__Exercise instructions__.
What you write should be an exact copy of the material, from its first line through the line containing "use serde_json::json;".

__Source records__.
=== Section Start ===

//! Type check of the checked sources with the project's TypeScript compiler.
//!
//! Units are mirrored into a scratch directory, components under their
//! compiled `<file>.vue.<ext>` names so `./Button.vue` imports resolve. A
//! generated `tsconfig.json` extends the project's own when there is one. The
//! compiler runs with `--noEmit` and its `file(line,col): error TSxxxx:`
//! lines become [`CheckDiagnostic`]s against the unit code.

use std::path::{Path, PathBuf};
use std::process::Stdio;

use miette::{NamedSource, SourceSpan};
use serde_json::json;
use tokio::process::Command;
use tracing::{debug, info, warn};

use crate::Result;
use crate::checker::{CheckDiagnostic, SourceUnit};

/// Scratch directory of the type check, relative to the project root.
const SCRATCH_DIR: &str = "node_modules/.lowcode-builder/typecheck";

/// The compiler binary installed for `project_root`: `node_modules/.bin/tsc`
/// of the project or one of its ancestors.
pub fn find_compiler(project_root: &Path) -> Option<PathBuf> {
    let binary = if cfg!(windows) { "tsc.cmd" } else { "tsc" };
    project_root
        .ancestors()
        .map(|dir| dir.join("node_modules").join(".bin").join(binary))
        .find(|candidate| candidate.is_file())
}

/// Run the compiler over `units`. Returns no diagnostics when the project has
/// no TypeScript installed.
pub async fn type_check(project_root: &Path, units: &[SourceUnit]) -> Result<Vec<CheckDiagnostic>> {
    let Some(compiler) = find_compiler(project_root) else {
        warn!("typescript is not installed in the project, skipping type check");
        return Ok(Vec::new());
    };
    if units.is_empty() {
        return Ok(Vec::new());
    }

    let scratch = project_root.join(SCRATCH_DIR);
    match tokio::fs::remove_dir_all(&scratch).await {
        Err(err) if err.kind() != std::io::ErrorKind::NotFound => return Err(err.into()),
        _ => {}
    }

    let mut files = Vec::with_capacity(units.len());
    for unit in units {
        let Ok(relative) = unit.path.strip_prefix(project_root) else {
            continue;
        };
        let target = scratch.join(relative);
        if let Some(parent) = target.parent() {
            tokio::fs::create_dir_all(parent).await?;
        }
        tokio::fs::write(&target, &unit.code).await?;
        files.push(slash(relative));
    }

    let tsconfig = scratch.join("tsconfig.json");
    let config = tsconfig_for(project_root, &files);
    let config = serde_json::to_vec_pretty(&config).map_err(std::io::Error::other)?;
    tokio::fs::write(&tsconfig, config).await?;

    info!(compiler = %compiler.display(), files = files.len(), "type checking");
    let output = Command::new(&compiler)
        .arg("--project")
        .arg(&tsconfig)
        .arg("--pretty")
        .arg("false")
        .current_dir(&scratch)
        .stdout(Stdio::piped())
        .stderr(Stdio::piped())
        .output()
        .await?;

    if output.status.success() {
        debug!("type check passed");
        return Ok(Vec::new());
    }

    let stdout = String::from_utf8_lossy(&output.stdout);
    let stderr = String::from_utf8_lossy(&output.stderr);
    let messages = parse_compiler_output(&format!("{stdout}\n{stderr}"));
    if messages.is_empty() {
        let raw = [stdout.trim(), stderr.trim()]
            .into_iter()
            .filter(|part| !part.is_empty())
            .collect::<Vec<_>>()
            .join("\n");
        return Ok(vec![CheckDiagnostic {
            message: format!(
                "type check exited with {}: {raw}",
                output.status.code().unwrap_or(-1)
            ),
            source_code: NamedSource::new(compiler.display().to_string(), String::new()),
            span: None,
            help: None,
        }]);
    }

    Ok(messages
        .into_iter()
        .map(|message| to_diagnostic(message, project_root, units))
        .collect())
}

fn tsconfig_for(project_root: &Path, files: &[String]) -> serde_json::Value {
    let mut config = json!({
        "compilerOptions": {
            "noEmit": true,
            "declaration": false,
            "skipLibCheck": true,
            "noImplicitAny": false,
            "preserveSymlinks": true,
            "allowJs": true,
            "module": "esnext",
            "moduleResolution": "bundler",
            "target": "es2018",
            "jsx": "preserve",
            "jsxImportSource": "vue",
            "baseUrl": "src",
        },
        "files": files,
        // An extended config would otherwise bring its own `include` along.
        "include": [],
    });

    let project_tsconfig = project_root.join("tsconfig.json");
    if project_tsconfig.is_file() {
        config["extends"] = json!(slash(&project_tsconfig));
    }
    config
}

/// One `file(line,col): error TSxxxx: message` report.
#[derive(Debug, Clone, PartialEq, Eq)]
pub struct CompilerMessage {
    pub file: Option<String>,
    pub line: usize,
    pub column: usize,
    pub code: String,
    pub message: String,
}

/// Parse `--pretty false` compiler output. Indented continuation lines are
/// folded into the message above them.
pub fn parse_compiler_output(output: &str) -> Vec<CompilerMessage> {
    let mut messages: Vec<CompilerMessage> = Vec::new();

    for line in output.lines() {
        if let Some(message) = parse_located(line).or_else(|| parse_global(line)) {
            messages.push(message);
        } else if line.starts_with(' ') && !line.trim().is_empty() {
            if let Some(last) = messages.last_mut() {
                last.message.push('\n');
                last.message.push_str(line.trim());
            }
        }
    }
    messages
}

fn parse_located(line: &str) -> Option<CompilerMessage> {
    let (location, rest) = line.split_once("): error ")?;
    let (file, position) = location.rsplit_once('(')?;
    let (line_no, column) = position.split_once(',')?;
    let (code, message) = rest.split_once(": ")?;
    Some(CompilerMessage {
        file: Some(file.trim().to_string()),
        line: line_no.trim().parse().ok()?,
        column: column.trim().parse().ok()?,
        code: code.to_string(),
        message: message.to_string(),
    })
}

fn parse_global(line: &str) -> Option<CompilerMessage> {
    let rest = line.strip_prefix("error ")?;
    let (code, message) = rest.split_once(": ")?;
    Some(CompilerMessage {
        file: None,
        line: 0,
        column: 0,
        code: code.to_string(),
        message: message.to_string(),
    })
}

fn to_diagnostic(message: CompilerMessage, project_root: &Path, units: &[SourceUnit]) -> CheckDiagnostic {
    let text = format!("{}: {}", message.code, message.message);
    let unit = message.file.as_deref().and_then(|file| {
        let file = file.replace('\\', "/");
        units.iter().find(|unit| {
            unit.path
                .strip_prefix(project_root)
                .is_ok_and(|relative| file.ends_with(&slash(relative)))
        })
    });

    match unit {
        Some(unit) => CheckDiagnostic {
            message: text,
            source_code: NamedSource::new(unit.path.display().to_string(), unit.code.clone()),
            span: byte_offset(&unit.code, message.line, message.column)
                .map(|offset| SourceSpan::from((offset, 1))),
            help: None,
        },
        None => CheckDiagnostic {
            message: text,
            source_code: NamedSource::new(message.file.unwrap_or_default(), String::new()),
            span: None,
            help: None,
        },
    }
}

/// Byte offset of a 1-based line and column.
fn byte_offset(code: &str, line: usize, column: usize) -> Option<usize> {
    let line_start = if line <= 1 {
        0
    } else {
        code.match_indices('\n').nth(line - 2).map(|(idx, _)| idx + 1)?
    };
    let rest = &code[line_start..];
    let within = rest
        .char_indices()
        .nth(column.saturating_sub(1))
        .map(|(idx, _)| idx)
        .unwrap_or(rest.len());
    Some(line_start + within)
}

fn slash(path: &Path) -> String {
    path.to_string_lossy().replace('\\', "/")
}

#[cfg(test)]
mod tests {
    use super::*;

    #[test]
    fn parses_located_and_global_errors() {
        let output = "src/index.ts(1,14): error TS2322: Type 'string' is not assignable to type 'number'.\n\
                      src/button/Button.vue.ts(3,7): error TS2304: Cannot find name 'missing'.\n  \
                      Did you mean 'mission'?\n\
                      error TS5083: Cannot read file 'tsconfig.base.json'.\n";
        let messages = parse_compiler_output(output);

        assert_eq!(messages.len(), 3);
        assert_eq!(
            messages[0],
            CompilerMessage {
                file: Some("src/index.ts".to_string()),
                line: 1,
                column: 14,
                code: "TS2322".to_string(),
                message: "Type 'string' is not assignable to type 'number'.".to_string(),
            }
        );
        assert_eq!(
            messages[1].message,
            "Cannot find name 'missing'.\nDid you mean 'mission'?"
        );
        assert_eq!(messages[2].file, None);
        assert_eq!(messages[2].code, "TS5083");
    }

    #[test]
    fn unrelated_lines_are_skipped() {
        assert!(parse_compiler_output("Version 5.4.5\n\nFound 0 errors.\n").is_empty());
    }

    #[test]
    fn offsets_follow_lines_and_columns() {
        let code = "const a = 1;\nexport const b: number = \"x\";\n";
        assert_eq!(byte_offset(code, 1, 1), Some(0));
        assert_eq!(byte_offset(code, 2, 14), Some(26));
        assert_eq!(byte_offset(code, 9, 1), None);
    }

    #[test]
    fn diagnostics_point_into_their_unit() {
        let root = Path::new("/p");
        let units = vec![SourceUnit {
            path: PathBuf::from("/p/src/index.ts"),
            origin: PathBuf::from("/p/src/index.ts"),
            code: "export const a: number = \"not a number\";\n".to_string(),
        }];
        let message = parse_compiler_output(
            "src/index.ts(1,14): error TS2322: Type 'string' is not assignable to type 'number'.",
        )
        .remove(0);

        let diagnostic = to_diagnostic(message, root, &units);
        assert!(diagnostic.message.starts_with("TS2322: "));
        assert_eq!(diagnostic.span, Some(SourceSpan::from((13, 1))));
    }

    #[test]
    fn project_tsconfig_is_extended() {
        let dir = tempfile::TempDir::new().unwrap();
        let files = vec!["src/index.ts".to_string()];
        assert!(tsconfig_for(dir.path(), &files).get("extends").is_none());

        std::fs::write(dir.path().join("tsconfig.json"), "{}").unwrap();
        let config = tsconfig_for(dir.path(), &files);
        assert!(config["extends"].as_str().unwrap().ends_with("/tsconfig.json"));
        assert_eq!(config["files"][0], "src/index.ts");
        assert_eq!(config["include"], json!([]));
        assert_eq!(config["compilerOptions"]["noEmit"], true);
    }
}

=== Section End ===

__Output of the exercise__.
//! Type check of the checked sources with the project's TypeScript compiler.
//!
//! Units are mirrored into a scratch directory, components under their
//! compiled `<file>.vue.<ext>` names so `./Button.vue` imports resolve. A
//! generated `tsconfig.json` extends the project's own when there is one. The
//! compiler runs with `--noEmit` and its `file(line,col): error TSxxxx:`
//! lines become [`CheckDiagnostic`]s against the unit code.

use std::path::{Path, PathBuf};
use std::process::Stdio;

use miette::{NamedSource, SourceSpan};
use serde_json::json;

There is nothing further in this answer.